◆ **Task objective**
From the entries that follow, gather each line holding the word "crate".

[Collected data entries]
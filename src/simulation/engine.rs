//! # Cluster Simulation Engine
//!
//! Owns everything derived from a [`ClusterConfig`] (cell model, fitted
//! characteristic curve, BOL efficiency curve, end-of-life threshold) and
//! runs whole power series through the pipeline:
//!
//! ```text
//! input power → dispatch → BOL current/voltage → degradation
//!             → equivalent current → hydrogen, water, efficiency → summary
//! ```
//!
//! The engine is immutable after construction. Each `run` is a pure function
//! of its input and returns an independent [`SimulationResult`].

use itertools::izip;
use tracing::{debug, info};
use validator::Validate;

use super::cell::CellModel;
use super::characteristic_curve::CharacteristicCurve;
use super::degradation::{DegradationAccumulator, DegradationProfile};
use super::efficiency::EfficiencyChain;
use super::equivalent_current::EquivalentCurrentCorrector;
use super::production::{capacity_factor, ProductionModel};
use super::replacement::{eol_degradation_v, ReplacementSchedule};
use crate::controller::{ClusterDispatchPolicy, DispatchPlan};
use crate::domain::{
    ClusterConfig, ClusterTimeSeries, OperatingPoint, SimulationError, SimulationResult,
    SimulationSummary,
};

#[derive(Debug)]
pub struct ClusterSimulationEngine {
    config: ClusterConfig,
    cell: CellModel,
    curve: CharacteristicCurve,
    dispatch: ClusterDispatchPolicy,
    degradation: DegradationAccumulator,
    production: ProductionModel,
    bol_efficiency_curve: Vec<OperatingPoint>,
    rated: OperatingPoint,
    eol_degradation_v: f64,
    max_efficiency: (f64, f64),
}

impl ClusterSimulationEngine {
    /// Validate `config` and fit its characteristic curve. Production uses
    /// Faradaic efficiency only.
    pub fn new(config: ClusterConfig) -> Result<Self, SimulationError> {
        let efficiency = EfficiencyChain::faradaic(config.cell_active_area_cm2);
        Self::with_efficiency(config, efficiency)
    }

    pub fn with_efficiency(
        config: ClusterConfig,
        efficiency: EfficiencyChain,
    ) -> Result<Self, SimulationError> {
        config.validate()?;

        let cell = CellModel::from_config(&config);
        let curve = CharacteristicCurve::fit(&config, &cell)?;
        let production = ProductionModel::new(&config, efficiency);

        let bol_efficiency_curve =
            production.bol_efficiency_curve(&curve, &cell, config.stack_rating_kw);
        let rated = production.operating_point(&curve, &cell, config.stack_rating_kw);
        let eol_degradation_v = eol_degradation_v(
            &config.degradation,
            &rated,
            config.n_cells,
            config.timestep_hours(),
        )?;
        let max_efficiency = production.max_efficiency(&curve, &cell, config.stack_rating_kw);

        info!(
            max_stacks = config.max_stacks,
            stack_rating_kw = config.stack_rating_kw,
            efficiency = ?production.efficiency_chain().names(),
            rated_current_a = rated.current_a,
            rated_h2_kg = rated.h2_kg,
            eol_degradation_v,
            "cluster engine ready"
        );

        Ok(Self {
            dispatch: ClusterDispatchPolicy::from_config(&config),
            degradation: DegradationAccumulator::new(&config.degradation, config.timestep_s),
            config,
            cell,
            curve,
            production,
            bol_efficiency_curve,
            rated,
            eol_degradation_v,
            max_efficiency,
        })
    }

    pub fn config(&self) -> &ClusterConfig {
        &self.config
    }

    pub fn curve(&self) -> &CharacteristicCurve {
        &self.curve
    }

    pub fn cell(&self) -> &CellModel {
        &self.cell
    }

    pub fn rated_point(&self) -> &OperatingPoint {
        &self.rated
    }

    pub fn eol_degradation_v(&self) -> f64 {
        self.eol_degradation_v
    }

    pub fn bol_efficiency_curve(&self) -> &[OperatingPoint] {
        &self.bol_efficiency_curve
    }

    /// Simulate the cluster over `power_in_kw`, one entry per timestep (kW)
    pub fn run(&self, power_in_kw: &[f64]) -> Result<SimulationResult, SimulationError> {
        if power_in_kw.is_empty() {
            return Err(SimulationError::EmptyInput);
        }
        if let Some((index, &value)) = power_in_kw
            .iter()
            .enumerate()
            .find(|(_, p)| !p.is_finite())
        {
            return Err(SimulationError::Domain {
                quantity: "input power",
                index,
                value,
            });
        }

        info!(steps = power_in_kw.len(), "cluster run started");

        let plan = self.dispatch.plan(power_in_kw);
        let (series, lifetime_fatigue_estimate_v) = self.simulate(power_in_kw, plan)?;
        let summary = self.summarize(&series, lifetime_fatigue_estimate_v);

        info!(
            total_h2_kg = summary.total_h2_kg,
            final_degradation_v = summary.final_degradation_v,
            replacements = summary.lifetime_cluster_replacements,
            "cluster run finished"
        );

        Ok(SimulationResult {
            series,
            summary,
            bol_efficiency_curve: self.bol_efficiency_curve.clone(),
        })
    }

    /// Per-timestep series, plus the whole-run fatigue estimate
    fn simulate(
        &self,
        power_in_kw: &[f64],
        plan: DispatchPlan,
    ) -> Result<(ClusterTimeSeries, f64), SimulationError> {
        let n = plan.len();
        let temperature_c = self.curve.temperature_c();
        let n_cells = f64::from(self.config.n_cells);

        let bol_stack_current_a: Vec<f64> = plan
            .power_per_stack_kw
            .iter()
            .zip(&plan.status)
            .map(|(&p, s)| {
                if s.is_on() {
                    self.curve.current(p).max(0.0)
                } else {
                    0.0
                }
            })
            .collect();
        let cell_voltage_bol_v: Vec<f64> = bol_stack_current_a
            .iter()
            .zip(&plan.status)
            .map(|(&i, s)| self.cell.voltage(temperature_c, i) * s.factor())
            .collect();

        let profile = self.degradation.accumulate(&plan.status, &cell_voltage_bol_v)?;

        let mut stack_current_a = Vec::with_capacity(n);
        let mut cell_voltage_v = Vec::with_capacity(n);
        let mut initial_power_consumed_kw = Vec::with_capacity(n);
        let mut equivalent_power_kw = Vec::with_capacity(n);

        if self.config.degradation.corrects_current() {
            let corrector =
                EquivalentCurrentCorrector::new(&self.curve, &self.cell, self.config.n_cells);
            for t in 0..n {
                let corrected = corrector.correct(
                    plan.power_per_stack_kw[t],
                    bol_stack_current_a[t],
                    cell_voltage_bol_v[t],
                    profile.total_v[t],
                    plan.status[t],
                );
                stack_current_a.push(corrected.current_a);
                cell_voltage_v.push(corrected.cell_voltage_v * plan.status[t].factor());
                initial_power_consumed_kw.push(corrected.initial_power_consumed_kw);
                equivalent_power_kw.push(corrected.equivalent_power_kw);
            }
        } else {
            debug!("degradation penalty off, using BOL current");
            for t in 0..n {
                let current = bol_stack_current_a[t];
                let voltage = cell_voltage_bol_v[t];
                stack_current_a.push(current);
                cell_voltage_v.push(voltage);
                initial_power_consumed_kw.push(current * voltage * n_cells / 1000.0);
                equivalent_power_kw.push(plan.power_per_stack_kw[t]);
            }
        }

        let mut h2_no_startup_kg = Vec::with_capacity(n);
        let mut h2_kg = Vec::with_capacity(n);
        let mut water_kg = Vec::with_capacity(n);
        let mut water_gal = Vec::with_capacity(n);
        let mut efficiency = Vec::with_capacity(n);
        let mut kwh_per_kg = Vec::with_capacity(n);
        let mut power_consumed_kw = Vec::with_capacity(n);

        for (&current, &voltage, &stacks, &multiplier, &clamped) in izip!(
            &stack_current_a,
            &cell_voltage_v,
            &plan.active_stacks,
            &plan.startup_multiplier,
            &plan.clamped_power_kw
        ) {
            let h2_initial = self.production.cluster_h2_kg(current, stacks);
            let h2 = h2_initial * multiplier;
            let water = ProductionModel::water_kg(h2);

            h2_no_startup_kg.push(h2_initial);
            h2_kg.push(h2);
            water_kg.push(water);
            water_gal.push(ProductionModel::water_gal(water));
            efficiency.push(self.production.system_efficiency(h2_initial, clamped));
            kwh_per_kg.push(self.production.kwh_per_kg(clamped, h2));
            power_consumed_kw.push(f64::from(stacks) * current * voltage * n_cells / 1000.0);
        }

        let DegradationProfile {
            uptime_v,
            cycling_v,
            fatigue_v,
            total_v,
            off_cycles,
            lifetime_fatigue_estimate_v,
        } = profile;

        let series = ClusterTimeSeries {
            input_power_kw: power_in_kw.to_vec(),
            clamped_power_kw: plan.clamped_power_kw,
            curtailed_power_kw: plan.curtailed_power_kw,
            cluster_status: plan.status,
            stacks_on: plan.active_stacks,
            power_per_stack_kw: plan.power_per_stack_kw,
            startup_multiplier: plan.startup_multiplier,
            bol_stack_current_a,
            stack_current_a,
            cell_voltage_bol_v,
            cell_voltage_v,
            degradation_uptime_v: uptime_v,
            degradation_cycling_v: cycling_v,
            degradation_fatigue_v: fatigue_v,
            degradation_v: total_v,
            off_cycles,
            initial_power_consumed_kw,
            equivalent_power_kw,
            h2_no_startup_kg,
            h2_kg,
            water_kg,
            water_gal,
            efficiency,
            kwh_per_kg,
            power_consumed_kw,
        };
        Ok((series, lifetime_fatigue_estimate_v))
    }

    fn total_energy_kwh(&self, power_kw: &[f64]) -> f64 {
        power_kw
            .iter()
            .map(|&p| self.production.energy_kwh(p.max(0.0)))
            .sum()
    }

    fn summarize(
        &self,
        series: &ClusterTimeSeries,
        lifetime_fatigue_estimate_v: f64,
    ) -> SimulationSummary {
        let steps = series.len();

        let total_h2_kg: f64 = series.h2_kg.iter().sum();
        let total_input_energy_kwh = self.total_energy_kwh(&series.input_power_kw);
        let total_kwh_per_kg = if total_h2_kg > 0.0 {
            Some(total_input_energy_kwh / total_h2_kg)
        } else {
            debug!("no hydrogen produced, total kWh/kg undefined");
            None
        };

        let final_degradation_v = last(&series.degradation_v);
        let schedule = ReplacementSchedule::extrapolate(
            final_degradation_v,
            self.eol_degradation_v,
            steps as f64 * self.config.timestep_hours(),
            self.config.plant_life_hours(),
        );
        let (max_efficiency_percent, max_efficiency_kwh_per_kg) = self.max_efficiency;

        SimulationSummary {
            rated_stack_power_consumed_kw: self.rated.power_consumed_kw,
            rated_stack_h2_kg: self.rated.h2_kg,
            eol_degradation_v: self.eol_degradation_v,
            hours_until_replacement: schedule.hours_until_replacement,
            lifetime_cluster_replacements: schedule.lifetime_replacements,
            capacity_factor: capacity_factor(
                total_h2_kg,
                self.rated.h2_kg,
                steps,
                self.config.max_stacks,
            ),
            total_h2_kg,
            total_input_energy_kwh,
            total_kwh_per_kg,
            total_uptime_s: series
                .cluster_status
                .iter()
                .map(|s| s.factor() * self.config.timestep_s)
                .sum(),
            total_off_cycles: series.off_cycles.iter().sum(),
            total_curtailed_energy_kwh: self.total_energy_kwh(&series.curtailed_power_kw),
            final_degradation_v,
            final_uptime_degradation_v: last(&series.degradation_uptime_v),
            final_cycling_degradation_v: last(&series.degradation_cycling_v),
            final_fatigue_degradation_v: last(&series.degradation_fatigue_v),
            lifetime_fatigue_estimate_v,
            max_efficiency_percent,
            max_efficiency_kwh_per_kg,
            curve_coefficients: self.curve.coefficients(),
        }
    }
}

fn last(values: &[f64]) -> f64 {
    values.last().copied().unwrap_or(0.0)
}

◆ **Solution to the problem**
use crate::controller::{ClusterDispatchPolicy, DispatchPlan};
use crate::domain::{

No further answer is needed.